What is grief? Maybe you think we all grieve the same way - all experience the same emotions in a given timeline. What if someone is grieving longer or shorter than we think is ‘normal’? Well, research now shows and supports that grief is different for everyone. What does this mean for you, for your family, for your friends? Lots of questions - but there are also answers. With the holidays coming up, it will be important to have some introspection and be able to identify what you are needing and what your family is needing in terms of grief. Have a conversation with your teens and help them gain some insight into their own emotions. Kevin Gruzewski, a certified therapist and author on this subject, suggests discussing how an incident like a loved one’s passing can change a person’s mindset and worldview. As well as discussing how emotions related to grief can make a person feel unfocused, unmotivated and depressed.
Be sure to ask yourself and your teen what self-care activities people can intentionally do to care for their mental, emotional and physical well-being. Can you and your family think of some way to honor your loved one during this holiday season? For example, you can share your favorite stories about that person, serve their favorite side dish, or plant a tree. These are just a few ideas. There are many possibilities out there that you can do to remember your loved one. As we share stories about those we have lost, let your teen know that it’s okay to still laugh and have fun even while grieving-it can help with the healing process.
Kevin Gruzewski, CTRS shares in his book, Therapy Games for Teens, an activity titled You’re Not Alone and offers 7 suggestions you can utilize with your teenager. By the way, this is good for parents too!
1. Discuss the importance of getting support while working through the grieving process.
2. Have your teen give a few examples of people who make up their support network. Ask why they chose these people.
3. On a piece of paper, have them list at least five people they can ask for help.

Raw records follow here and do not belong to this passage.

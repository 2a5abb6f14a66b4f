//! Handler for the `run` command.

use std::time::Duration;

use tokio::sync::watch;
use tracing::{error, info, info_span, Instrument};

use super::command::RunArgs;
use super::dispatch::load_config;
use super::{output, report};
use crate::error::Result;
use crate::infrastructure::bootstrap;

/// Run cycles on a fixed interval until Ctrl-C or the cycle limit.
///
/// A cycle in flight always runs to completion; the interrupt is only
/// honoured between cycles so no market is left half processed.
pub async fn execute(args: &RunArgs) -> Result<()> {
    let config = load_config(&args.config)?;
    let runtime = bootstrap::build(&config, args.dry_run)?;
    // A gap here would fail every tick, so refuse to start the loop.
    runtime.deployment.addresses.ensure_deployed()?;

    let interval = args
        .interval
        .map_or_else(|| config.schedule.interval(), Duration::from_secs);

    output::header(env!("CARGO_PKG_VERSION"));
    output::field("Network", &config.network.name);
    output::field("Markets", runtime.deployment.markets.len());
    output::field("Interval", format!("{}s", interval.as_secs()));
    if runtime.dry_run {
        output::warning("Dry run: no transactions will be sent");
    }

    let (stop_tx, mut stop_rx) = watch::channel(false);
    tokio::spawn(async move {
        if tokio::signal::ctrl_c().await.is_ok() {
            info!("Shutdown requested, finishing current cycle");
            let _ = stop_tx.send(true);
        }
    });

    let mut n: u64 = 0;
    loop {
        n += 1;
        match runtime
            .keeper
            .process_all_markets()
            .instrument(info_span!("cycle", n))
            .await
        {
            Ok(cycle) => report::print_cycle(&cycle),
            Err(e) => {
                error!(cycle = n, error = %e, "Cycle aborted");
                output::error(&format!("cycle {n} aborted: {e}"));
            }
        }

        if args.cycles.is_some_and(|limit| n >= limit) || *stop_rx.borrow() {
            break;
        }

        tokio::select! {
            () = tokio::time::sleep(interval) => {}
            Ok(()) = stop_rx.changed() => break,
        }
    }

    info!(cycles = n, "Keeper stopped");
    output::success(&format!("Stopped after {n} cycles"));
    Ok(())
}
//! Domain validation errors.
//!
//! These errors are raised when a pure domain rule is violated, before any
//! call reaches the chain.

use thiserror::Error;

use super::position::{PositionState, Transition};

/// Errors that occur when domain invariants are violated.
#[derive(Error, Debug, Clone, PartialEq, Eq)]
pub enum DomainError {
    /// The requested transition does not exist from the current state.
    #[error("cannot {transition} a position in state {from}")]
    InvalidStateTransition {
        /// State the position is currently in.
        from: PositionState,
        /// Transition that was requested.
        transition: Transition,
    },

    /// Fixed-point arithmetic left the 256-bit range.
    #[error("fixed-point overflow while computing {what}")]
    Overflow {
        /// Quantity being computed.
        what: &'static str,
    },

    /// Division by a zero denominator.
    #[error("division by zero while computing {what}")]
    DivisionByZero {
        /// Quantity being computed.
        what: &'static str,
    },
}
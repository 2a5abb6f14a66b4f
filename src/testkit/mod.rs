//! Shared test utilities available to both unit and integration tests.
//!
//! Enabled via `#[cfg(test)]` (unit tests) or the `testkit` feature
//! (integration tests).
//!
//! # Modules
//!
//! - [`chain`] - `MockChain`, an in-memory ledger, risk cache, registry and
//!   submitter with call recording and failure injection.
//! - [`domain`] - Builders for markets, positions and fixed-point values.

pub mod chain;
pub mod domain;
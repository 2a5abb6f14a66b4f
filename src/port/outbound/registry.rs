//! Market registry port.

use async_trait::async_trait;

use crate::domain::{ContractAddresses, Market};
use crate::error::Result;

/// Source of the markets the keeper drives each cycle.
#[async_trait]
pub trait MarketRegistry: Send + Sync {
    /// All configured markets, in processing order.
    async fn markets(&self) -> Result<Vec<Market>>;

    /// Addresses of the protocol-wide collaborators.
    async fn addresses(&self) -> Result<ContractAddresses>;
}
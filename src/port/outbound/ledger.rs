//! Read side of the position ledger.

use alloy_primitives::{Address, I256, U256};
use async_trait::async_trait;

use crate::domain::PositionId;
use crate::error::Result;

/// Batched state queries against the position ledger.
///
/// Read errors propagate and are fatal for the current market's cycle.
#[async_trait]
pub trait PositionLedger: Send + Sync {
    /// Positions awaiting activation (`getPendingOptions`).
    async fn pending_positions(&self, collection: Address) -> Result<Vec<PositionId>>;

    /// Positions currently counted in risk (`getActiveOptions`).
    async fn active_positions(&self, collection: Address) -> Result<Vec<PositionId>>;

    /// Active positions at or past expiry (`getExpiredOptions`).
    async fn expired_positions(&self, collection: Address) -> Result<Vec<PositionId>>;

    /// Aggregate `(pnl, weighted_delta)` over the given active positions
    /// (`sumPNLWeightedDelta`).
    async fn sum_pnl_weighted_delta(
        &self,
        collection: Address,
        ids: &[PositionId],
    ) -> Result<(I256, I256)>;

    /// Outstanding supply of a market's option token, its total notional.
    async fn option_supply(&self, option_token: Address) -> Result<U256>;
}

4. Next to each person, have them write what makes these people supportive. For example, “My sister always takes the time to listen when I’m feeling down”.
5. Then ask them to write down specific days and times each person is typically available.
6. Allow your teen to discuss the schedule.
7. Let them know they can use their list as a resource when they are having a difficult time managing grief.
Remember that there are places in your community to help you and your family if you are traveling on this challenging road of grieving. One of these places is Grief’s Journey; it’s a great resource for families that we have right here in Omaha. They offer support groups for the entire family, trainings and education programs, grief counseling, as well as serious illness and injury support groups. These are just a few of the things they offer, to check out their website go to: www.griefsjourney.org
Remember, there is no wrong or right way to grieve.